:: The input

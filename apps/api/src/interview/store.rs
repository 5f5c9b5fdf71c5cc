//! Session persistence. Writes are conditional on the session `version`
//! (optimistic concurrency); a lost race reports `false` and the caller reloads.

use std::collections::HashMap;

use anyhow::Result;
use async_trait::async_trait;
use sqlx::types::Json;
use sqlx::PgPool;
use tokio::sync::RwLock;
use tracing::info;
use uuid::Uuid;

use crate::interview::models::SessionStatus;
use crate::interview::session::InterviewSession;
use crate::models::interview::InterviewSessionRow;
use crate::models::resume::ResumeRow;

/// Filter + paging for the history listing. `page` is 1-based.
#[derive(Debug, Clone, Copy)]
pub struct HistoryQuery {
    pub status: Option<SessionStatus>,
    pub limit: u32,
    pub page: u32,
}

impl HistoryQuery {
    pub fn offset(&self) -> u64 {
        (self.page.saturating_sub(1) as u64) * self.limit as u64
    }
}

#[async_trait]
pub trait SessionStore: Send + Sync {
    async fn insert(&self, session: &InterviewSession) -> Result<()>;

    async fn fetch(&self, id: Uuid) -> Result<Option<InterviewSession>>;

    /// Persists `session` only if the stored version still equals `session.version`.
    /// Returns `false` when another writer got there first.
    async fn update(&self, session: &InterviewSession) -> Result<bool>;

    /// Newest first. Returns the page and the total number of matching sessions.
    async fn list(
        &self,
        user_id: Uuid,
        query: HistoryQuery,
    ) -> Result<(Vec<InterviewSession>, u64)>;

    /// Extracted skills of a resume owned by `user_id`, or `None` if there is no such resume.
    async fn resume_skills(&self, user_id: Uuid, resume_id: Uuid) -> Result<Option<Vec<String>>>;
}

// ────────────────────────────────────────────────────────────────────────────
// PgSessionStore
// ────────────────────────────────────────────────────────────────────────────

pub struct PgSessionStore {
    pool: PgPool,
}

impl PgSessionStore {
    pub fn new(pool: PgPool) -> Self {
        Self { pool }
    }
}

#[async_trait]
impl SessionStore for PgSessionStore {
    async fn insert(&self, session: &InterviewSession) -> Result<()> {
        sqlx::query(
            r#"
            INSERT INTO interview_sessions
                (id, user_id, target_role, job_description, status,
                 questions, answers, summary, version, created_at, completed_at)
            VALUES ($1, $2, $3, $4, $5, $6, $7, $8, $9, $10, $11)
            "#,
        )
        .bind(session.id)
        .bind(session.user_id)
        .bind(&session.target_role)
        .bind(&session.job_description)
        .bind(session.status.as_str())
        .bind(Json(&session.questions))
        .bind(Json(&session.answers))
        .bind(session.summary.as_ref().map(Json))
        .bind(session.version)
        .bind(session.created_at)
        .bind(session.completed_at)
        .execute(&self.pool)
        .await?;

        info!(
            "Inserted interview session {} for user {}",
            session.id, session.user_id
        );
        Ok(())
    }

    async fn fetch(&self, id: Uuid) -> Result<Option<InterviewSession>> {
        let row = sqlx::query_as::<_, InterviewSessionRow>(
            "SELECT * FROM interview_sessions WHERE id = $1",
        )
        .bind(id)
        .fetch_optional(&self.pool)
        .await?;

        row.map(InterviewSession::try_from).transpose()
    }

    async fn update(&self, session: &InterviewSession) -> Result<bool> {
        let result = sqlx::query(
            r#"
            UPDATE interview_sessions
            SET status = $1, answers = $2, summary = $3, completed_at = $4,
                version = version + 1
            WHERE id = $5 AND version = $6
            "#,
        )
        .bind(session.status.as_str())
        .bind(Json(&session.answers))
        .bind(session.summary.as_ref().map(Json))
        .bind(session.completed_at)
        .bind(session.id)
        .bind(session.version)
        .execute(&self.pool)
        .await?;

        Ok(result.rows_affected() == 1)
    }

    async fn list(
        &self,
        user_id: Uuid,
        query: HistoryQuery,
    ) -> Result<(Vec<InterviewSession>, u64)> {
        let status = query.status.map(|s| s.as_str());

        let total: i64 = sqlx::query_scalar(
            r#"
            SELECT COUNT(*) FROM interview_sessions
            WHERE user_id = $1 AND ($2::TEXT IS NULL OR status = $2)
            "#,
        )
        .bind(user_id)
        .bind(status)
        .fetch_one(&self.pool)
        .await?;

        let rows = sqlx::query_as::<_, InterviewSessionRow>(
            r#"
            SELECT * FROM interview_sessions
            WHERE user_id = $1 AND ($2::TEXT IS NULL OR status = $2)
            ORDER BY created_at DESC
            LIMIT $3 OFFSET $4
            "#,
        )
        .bind(user_id)
        .bind(status)
        .bind(query.limit as i64)
        .bind(query.offset() as i64)
        .fetch_all(&self.pool)
        .await?;

        let sessions = rows
            .into_iter()
            .map(InterviewSession::try_from)
            .collect::<Result<Vec<_>>>()?;
        Ok((sessions, total.max(0) as u64))
    }

    async fn resume_skills(&self, user_id: Uuid, resume_id: Uuid) -> Result<Option<Vec<String>>> {
        let row = sqlx::query_as::<_, ResumeRow>(
            "SELECT id, user_id, skills, created_at FROM resumes WHERE id = $1 AND user_id = $2",
        )
        .bind(resume_id)
        .bind(user_id)
        .fetch_optional(&self.pool)
        .await?;

        Ok(row.map(|r| r.skills))
    }
}

// ────────────────────────────────────────────────────────────────────────────
// MemorySessionStore — local runs without Postgres, and tests
// ────────────────────────────────────────────────────────────────────────────

/// Resumes are owned by another service and only reachable through Postgres,
/// so outside tests this store holds none and any `resumeId` resolves to 404.
#[derive(Default)]
pub struct MemorySessionStore {
    sessions: RwLock<HashMap<Uuid, InterviewSession>>,
    resumes: RwLock<HashMap<Uuid, ResumeRow>>,
}

impl MemorySessionStore {
    pub fn new() -> Self {
        Self::default()
    }

    #[cfg(test)]
    pub async fn add_resume(&self, resume: ResumeRow) {
        self.resumes.write().await.insert(resume.id, resume);
    }
}

#[async_trait]
impl SessionStore for MemorySessionStore {
    async fn insert(&self, session: &InterviewSession) -> Result<()> {
        let mut sessions = self.sessions.write().await;
        if sessions.contains_key(&session.id) {
            anyhow::bail!("Interview session {} already exists", session.id);
        }
        sessions.insert(session.id, session.clone());
        Ok(())
    }

    async fn fetch(&self, id: Uuid) -> Result<Option<InterviewSession>> {
        Ok(self.sessions.read().await.get(&id).cloned())
    }

    async fn update(&self, session: &InterviewSession) -> Result<bool> {
        let mut sessions = self.sessions.write().await;
        match sessions.get_mut(&session.id) {
            Some(stored) if stored.version == session.version => {
                let mut next = session.clone();
                next.version += 1;
                *stored = next;
                Ok(true)
            }
            _ => Ok(false),
        }
    }

    async fn list(
        &self,
        user_id: Uuid,
        query: HistoryQuery,
    ) -> Result<(Vec<InterviewSession>, u64)> {
        let sessions = self.sessions.read().await;
        let mut matching: Vec<&InterviewSession> = sessions
            .values()
            .filter(|s| s.user_id == user_id)
            .filter(|s| query.status.map_or(true, |status| s.status == status))
            .collect();
        matching.sort_by(|a, b| b.created_at.cmp(&a.created_at).then(b.id.cmp(&a.id)));

        let total = matching.len() as u64;
        let page = matching
            .into_iter()
            .skip(query.offset() as usize)
            .take(query.limit as usize)
            .cloned()
            .collect();
        Ok((page, total))
    }

    async fn resume_skills(&self, user_id: Uuid, resume_id: Uuid) -> Result<Option<Vec<String>>> {
        Ok(self
            .resumes
            .read()
            .await
            .get(&resume_id)
            .filter(|r| r.user_id == user_id)
            .map(|r| r.skills.clone()))
    }
}

#[cfg(test)]
mod tests {
    use super::*;
    use crate::interview::models::{Complexity, Question, QuestionCategory};
    use chrono::{Duration, Utc};

    fn query(status: Option<SessionStatus>, limit: u32, page: u32) -> HistoryQuery {
        HistoryQuery {
            status,
            limit,
            page,
        }
    }

    fn session(user_id: Uuid, minutes_ago: i64) -> InterviewSession {
        InterviewSession::start(
            user_id,
            "Engineer".to_string(),
            "jd".to_string(),
            vec![Question {
                id: Uuid::new_v4(),
                text: "Tell me about yourself.".to_string(),
                category: QuestionCategory::Behavioral,
                complexity: Complexity::Easy,
                expected_keywords: vec![],
            }],
            Utc::now() - Duration::minutes(minutes_ago),
        )
        .unwrap()
    }

    #[tokio::test]
    async fn test_stale_version_update_rejected() {
        let store = MemorySessionStore::new();
        let s = session(Uuid::new_v4(), 0);
        store.insert(&s).await.unwrap();

        let mut first = store.fetch(s.id).await.unwrap().unwrap();
        let mut second = first.clone();

        first.complete(Utc::now()).unwrap();
        assert!(store.update(&first).await.unwrap());

        second.complete(Utc::now()).unwrap();
        assert!(!store.update(&second).await.unwrap());

        let stored = store.fetch(s.id).await.unwrap().unwrap();
        assert_eq!(stored.version, 1);
        assert_eq!(stored.completed_at, first.completed_at);
    }

    #[tokio::test]
    async fn test_list_filters_and_pages_newest_first() {
        let store = MemorySessionStore::new();
        let user = Uuid::new_v4();
        let oldest = session(user, 30);
        let middle = session(user, 20);
        let mut newest = session(user, 10);
        newest.complete(Utc::now()).unwrap();
        for s in [&oldest, &middle, &newest] {
            store.insert(s).await.unwrap();
        }
        store.insert(&session(Uuid::new_v4(), 0)).await.unwrap();

        let (page, total) = store.list(user, query(None, 2, 1)).await.unwrap();
        assert_eq!(total, 3);
        assert_eq!(
            page.iter().map(|s| s.id).collect::<Vec<_>>(),
            vec![newest.id, middle.id]
        );

        let (page, _) = store.list(user, query(None, 2, 2)).await.unwrap();
        assert_eq!(page.len(), 1);
        assert_eq!(page[0].id, oldest.id);

        let (page, total) = store
            .list(user, query(Some(SessionStatus::Completed), 10, 1))
            .await
            .unwrap();
        assert_eq!(total, 1);
        assert_eq!(page[0].id, newest.id);
    }

    #[tokio::test]
    async fn test_resume_skills_scoped_to_owner() {
        let store = MemorySessionStore::new();
        let owner = Uuid::new_v4();
        let resume_id = Uuid::new_v4();
        store
            .add_resume(ResumeRow {
                id: resume_id,
                user_id: owner,
                skills: vec!["rust".to_string()],
                created_at: Utc::now(),
            })
            .await;

        assert_eq!(
            store.resume_skills(owner, resume_id).await.unwrap(),
            Some(vec!["rust".to_string()])
        );
        let stranger = Uuid::new_v4();
        assert_eq!(
            store.resume_skills(stranger, resume_id).await.unwrap(),
            None
        );
    }
}
use std::time::Duration;

use anyhow::{bail, Context, Result};

use crate::interview::generator::{BEHAVIORAL_QUESTION_COUNT, DEFAULT_MAX_QUESTIONS};

/// Application configuration loaded from environment variables.
/// Fails at startup if a variable is present but malformed.
#[derive(Debug, Clone)]
pub struct Config {
    /// Postgres connection string. When unset the service keeps sessions in memory.
    pub database_url: Option<String>,
    /// Base URL of the text-similarity scoring service. Optional.
    pub scoring_oracle_url: Option<String>,
    pub scoring_oracle_timeout: Duration,
    pub max_questions: usize,
    /// Fixed seed for question selection. Unset means entropy-seeded.
    pub question_seed: Option<u64>,
    pub port: u16,
    pub rust_log: String,
}

impl Config {
    pub fn from_env() -> Result<Self> {
        dotenvy::dotenv().ok(); // load .env if present; ignore if missing

        let max_questions = max_questions(optional_env("MAX_QUESTIONS"))?;

        Ok(Config {
            database_url: optional_env("DATABASE_URL"),
            scoring_oracle_url: optional_env("SCORING_ORACLE_URL"),
            scoring_oracle_timeout: Duration::from_millis(parse_env(
                "SCORING_ORACLE_TIMEOUT_MS",
                3000u64,
            )?),
            max_questions,
            question_seed: optional_env("QUESTION_SEED")
                .map(|s| s.parse::<u64>())
                .transpose()
                .context("QUESTION_SEED must be an unsigned integer")?,
            port: parse_env("PORT", 8080u16)?,
            rust_log: std::env::var("RUST_LOG").unwrap_or_else(|_| "info".to_string()),
        })
    }
}

fn optional_env(key: &str) -> Option<String> {
    std::env::var(key).ok().filter(|v| !v.trim().is_empty())
}

fn parse_env<T>(key: &str, default: T) -> Result<T>
where
    T: std::str::FromStr,
{
    parse_value(key, optional_env(key), default)
}

fn parse_value<T>(key: &str, raw: Option<String>, default: T) -> Result<T>
where
    T: std::str::FromStr,
{
    match raw {
        Some(raw) => raw
            .parse::<T>()
            .map_err(|_| anyhow::anyhow!("{key} has an invalid value '{raw}'")),
        None => Ok(default),
    }
}

/// The behavioral questions are always asked, so the cap must leave room for them.
fn max_questions(raw: Option<String>) -> Result<usize> {
    let max_questions = parse_value("MAX_QUESTIONS", raw, DEFAULT_MAX_QUESTIONS)?;
    if max_questions < BEHAVIORAL_QUESTION_COUNT {
        bail!("MAX_QUESTIONS must be at least {BEHAVIORAL_QUESTION_COUNT}");
    }
    Ok(max_questions)
}
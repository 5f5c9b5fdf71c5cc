pub mod health;

use axum::{
    routing::{get, post},
    Router,
};

use crate::interview::handlers;
use crate::state::AppState;

pub fn build_router(state: AppState) -> Router {
    Router::new()
        .route("/health", get(health::health_handler))
        .route("/api/v1/interview/start", post(handlers::handle_start))
        .route("/api/v1/interview/history", get(handlers::handle_history))
        .route("/api/v1/interview/:id", get(handlers::handle_get_interview))
        .route(
            "/api/v1/interview/:id/answer",
            post(handlers::handle_submit_answer),
        )
        .route(
            "/api/v1/interview/:id/complete",
            post(handlers::handle_complete),
        )
        .with_state(state)
}
use std::collections::BTreeMap;
use std::fmt;

use chrono::{DateTime, Utc};
use serde::{Deserialize, Serialize};
use uuid::Uuid;

#[derive(Debug, Clone, Copy, Serialize, Deserialize, PartialEq, Eq, PartialOrd, Ord, Hash)]
#[serde(rename_all = "snake_case")]
pub enum QuestionCategory {
    Technical,
    Behavioral,
}

impl QuestionCategory {
    pub fn as_str(&self) -> &'static str {
        match self {
            QuestionCategory::Technical => "technical",
            QuestionCategory::Behavioral => "behavioral",
        }
    }
}

impl fmt::Display for QuestionCategory {
    fn fmt(&self, f: &mut fmt::Formatter<'_>) -> fmt::Result {
        f.write_str(self.as_str())
    }
}

#[derive(Debug, Clone, Copy, Serialize, Deserialize, PartialEq, Eq)]
#[serde(rename_all = "snake_case")]
pub enum Complexity {
    Easy,
    Medium,
    Hard,
}

/// A single generated interview question. Immutable once generated.
#[derive(Debug, Clone, Serialize, Deserialize, PartialEq)]
#[serde(rename_all = "camelCase")]
pub struct Question {
    pub id: Uuid,
    pub text: String,
    pub category: QuestionCategory,
    pub complexity: Complexity,
    pub expected_keywords: Vec<String>,
}

/// Result of scoring one answer, before it is attached to a session.
#[derive(Debug, Clone, Serialize, Deserialize, PartialEq)]
#[serde(rename_all = "camelCase")]
pub struct Evaluation {
    pub score: u32, // 0 – 100
    pub feedback: String,
    pub strengths: Vec<String>,
    pub improvements: Vec<String>,
    pub keywords_found: Vec<String>,
    pub keywords_missed: Vec<String>,
    pub scorer_backend: String, // "heuristic" | "oracle"
}

/// A recorded answer. At most one per question id within a session.
#[derive(Debug, Clone, Serialize, Deserialize, PartialEq)]
#[serde(rename_all = "camelCase")]
pub struct Answer {
    pub question_id: Uuid,
    pub answer_text: String,
    pub score: u32,
    pub feedback: String,
    pub strengths: Vec<String>,
    pub improvements: Vec<String>,
    pub scorer_backend: String,
    pub submitted_at: DateTime<Utc>,
}

#[derive(Debug, Clone, Copy, Serialize, Deserialize, PartialEq, Eq)]
#[serde(rename_all = "snake_case")]
pub enum SessionStatus {
    NotStarted,
    InProgress,
    Completed,
}

impl SessionStatus {
    pub fn as_str(&self) -> &'static str {
        match self {
            SessionStatus::NotStarted => "not_started",
            SessionStatus::InProgress => "in_progress",
            SessionStatus::Completed => "completed",
        }
    }

    pub fn parse(value: &str) -> Option<Self> {
        match value {
            "not_started" => Some(SessionStatus::NotStarted),
            "in_progress" => Some(SessionStatus::InProgress),
            "completed" => Some(SessionStatus::Completed),
            _ => None,
        }
    }
}

impl fmt::Display for SessionStatus {
    fn fmt(&self, f: &mut fmt::Formatter<'_>) -> fmt::Result {
        f.write_str(self.as_str())
    }
}

/// Mutating operations guarded by the session transition table.
#[derive(Debug, Clone, Copy, PartialEq, Eq)]
pub enum SessionAction {
    Start,
    Answer,
    Complete,
}

impl fmt::Display for SessionAction {
    fn fmt(&self, f: &mut fmt::Formatter<'_>) -> fmt::Result {
        f.write_str(match self {
            SessionAction::Start => "start",
            SessionAction::Answer => "answer",
            SessionAction::Complete => "complete",
        })
    }
}

#[derive(Debug, Clone, Copy, Serialize, Deserialize, PartialEq, Eq)]
pub enum ReadinessLevel {
    Low,
    Medium,
    High,
}

/// Rolled-up assessment of a finished session. Derived from the answer set only.
#[derive(Debug, Clone, Serialize, Deserialize, PartialEq)]
#[serde(rename_all = "camelCase")]
pub struct SessionSummary {
    pub overall_score: u32,
    pub readiness_level: ReadinessLevel,
    pub category_scores: BTreeMap<QuestionCategory, u32>,
    pub strong_areas: Vec<QuestionCategory>,
    pub weak_areas: Vec<QuestionCategory>,
    pub recommendations: Vec<String>,
    pub feedback_summary: String,
    pub answered_count: usize,
    pub total_questions: usize,
}
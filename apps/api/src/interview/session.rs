//! Interview Session State Machine.
//!
//! Transition table:
//!   not_started --start-->    in_progress
//!   in_progress --answer-->   in_progress
//!   in_progress --complete--> completed
//! Every other (status, action) pair is rejected. `completed` is terminal.
//!
//! Mutating methods validate fully before touching any field, so a failed
//! operation leaves the session unchanged.

use chrono::{DateTime, Utc};
use serde::{Deserialize, Serialize};
use thiserror::Error;
use uuid::Uuid;

use crate::errors::AppError;
use crate::interview::models::{
    Answer, Evaluation, Question, SessionAction, SessionStatus, SessionSummary,
};
use crate::interview::summary::summarize;

pub const MAX_ANSWER_CHARS: usize = 10_000;

#[derive(Debug, Error, PartialEq)]
pub enum SessionError {
    #[error("Question {0} does not belong to this interview")]
    QuestionNotFound(Uuid),

    #[error("Question {0} has already been answered")]
    AlreadyAnswered(Uuid),

    #[error("Answer text cannot be empty")]
    EmptyAnswer,

    #[error("Answer text exceeds {} characters", MAX_ANSWER_CHARS)]
    AnswerTooLong,

    #[error("Interview has no questions")]
    NoQuestions,

    #[error("Cannot {action} an interview that is {status}")]
    InvalidTransition {
        status: SessionStatus,
        action: SessionAction,
    },
}

impl From<SessionError> for AppError {
    fn from(err: SessionError) -> Self {
        match err {
            SessionError::QuestionNotFound(_) => AppError::NotFound(err.to_string()),
            SessionError::AlreadyAnswered(_) => AppError::Conflict(err.to_string()),
            SessionError::EmptyAnswer | SessionError::AnswerTooLong | SessionError::NoQuestions => {
                AppError::Validation(err.to_string())
            }
            SessionError::InvalidTransition {
                status: SessionStatus::Completed,
                action: SessionAction::Answer,
            } => AppError::Gone(err.to_string()),
            SessionError::InvalidTransition { .. } => AppError::InvalidState(err.to_string()),
        }
    }
}

/// Looks up the status an action leads to from `status`, or `None` if illegal.
pub fn transition(status: SessionStatus, action: SessionAction) -> Option<SessionStatus> {
    use SessionAction::*;
    use SessionStatus::*;

    match (status, action) {
        (NotStarted, Start) => Some(InProgress),
        (InProgress, Answer) => Some(InProgress),
        (InProgress, Complete) => Some(Completed),
        _ => None,
    }
}

#[derive(Debug, Clone, Serialize, Deserialize, PartialEq)]
#[serde(rename_all = "camelCase")]
pub struct InterviewSession {
    pub id: Uuid,
    pub user_id: Uuid,
    pub target_role: String,
    pub job_description: String,
    pub status: SessionStatus,
    pub questions: Vec<Question>,
    pub answers: Vec<Answer>,
    pub summary: Option<SessionSummary>,
    /// Optimistic concurrency revision. Bumped by the store on every successful write.
    pub version: i32,
    pub created_at: DateTime<Utc>,
    pub completed_at: Option<DateTime<Utc>>,
}

/// Result of a successful answer submission.
#[derive(Debug, Clone, PartialEq)]
pub struct AnswerOutcome {
    pub answer: Answer,
    pub evaluation: Evaluation,
    pub progress: u32,
    pub has_more_questions: bool,
    pub next_question: Option<Question>,
    /// Present when this answer finalized the session.
    pub summary: Option<SessionSummary>,
}

impl InterviewSession {
    /// Builds a session in `not_started` and applies the `start` transition.
    pub fn start(
        user_id: Uuid,
        target_role: String,
        job_description: String,
        questions: Vec<Question>,
        now: DateTime<Utc>,
    ) -> Result<Self, SessionError> {
        if questions.is_empty() {
            return Err(SessionError::NoQuestions);
        }
        let mut session = Self {
            id: Uuid::new_v4(),
            user_id,
            target_role,
            job_description,
            status: SessionStatus::NotStarted,
            questions,
            answers: Vec::new(),
            summary: None,
            version: 0,
            created_at: now,
            completed_at: None,
        };
        session.status = session.guard(SessionAction::Start)?;
        Ok(session)
    }

    fn guard(&self, action: SessionAction) -> Result<SessionStatus, SessionError> {
        transition(self.status, action).ok_or(SessionError::InvalidTransition {
            status: self.status,
            action,
        })
    }

    pub fn is_answered(&self, question_id: Uuid) -> bool {
        self.answers.iter().any(|a| a.question_id == question_id)
    }

    /// The earliest question without an answer. `None` once every question is answered.
    pub fn current_question(&self) -> Option<&Question> {
        self.questions.iter().find(|q| !self.is_answered(q.id))
    }

    /// `round(100 * answered / total)`, 0 for an empty session.
    pub fn progress(&self) -> u32 {
        let total = self.questions.len() as u64;
        if total == 0 {
            return 0;
        }
        let answered = self.answers.len() as u64;
        ((200 * answered + total) / (2 * total)) as u32
    }

    /// Runs every check `record_answer` performs and returns the target question.
    /// Call before evaluating so no scoring work is spent on a doomed submission.
    pub fn prepare_answer(
        &self,
        question_id: Uuid,
        answer_text: &str,
    ) -> Result<&Question, SessionError> {
        self.guard(SessionAction::Answer)?;
        let question = self
            .questions
            .iter()
            .find(|q| q.id == question_id)
            .ok_or(SessionError::QuestionNotFound(question_id))?;
        if self.is_answered(question_id) {
            return Err(SessionError::AlreadyAnswered(question_id));
        }
        let trimmed = answer_text.trim();
        if trimmed.is_empty() {
            return Err(SessionError::EmptyAnswer);
        }
        if trimmed.chars().count() > MAX_ANSWER_CHARS {
            return Err(SessionError::AnswerTooLong);
        }
        Ok(question)
    }

    /// Appends the evaluated answer. Answering the last open question finalizes the session.
    pub fn record_answer(
        &mut self,
        question_id: Uuid,
        answer_text: &str,
        evaluation: Evaluation,
        now: DateTime<Utc>,
    ) -> Result<AnswerOutcome, SessionError> {
        self.prepare_answer(question_id, answer_text)?;

        let answer = Answer {
            question_id,
            answer_text: answer_text.trim().to_string(),
            score: evaluation.score,
            feedback: evaluation.feedback.clone(),
            strengths: evaluation.strengths.clone(),
            improvements: evaluation.improvements.clone(),
            scorer_backend: evaluation.scorer_backend.clone(),
            submitted_at: now,
        };
        self.answers.push(answer.clone());

        let next_question = self.current_question().cloned();
        let summary = if next_question.is_none() {
            Some(self.complete(now)?)
        } else {
            None
        };

        Ok(AnswerOutcome {
            answer,
            evaluation,
            progress: self.progress(),
            has_more_questions: next_question.is_some(),
            next_question,
            summary,
        })
    }

    /// Summarizes the answers so far and moves the session to `completed`.
    pub fn complete(&mut self, now: DateTime<Utc>) -> Result<SessionSummary, SessionError> {
        let next = self.guard(SessionAction::Complete)?;
        let summary = summarize(&self.questions, &self.answers, &self.target_role);
        self.status = next;
        self.completed_at = Some(now);
        self.summary = Some(summary.clone());
        Ok(summary)
    }
}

::::

Your answer should be a single number: the count of lines above that contain the word "info".

Reply - 3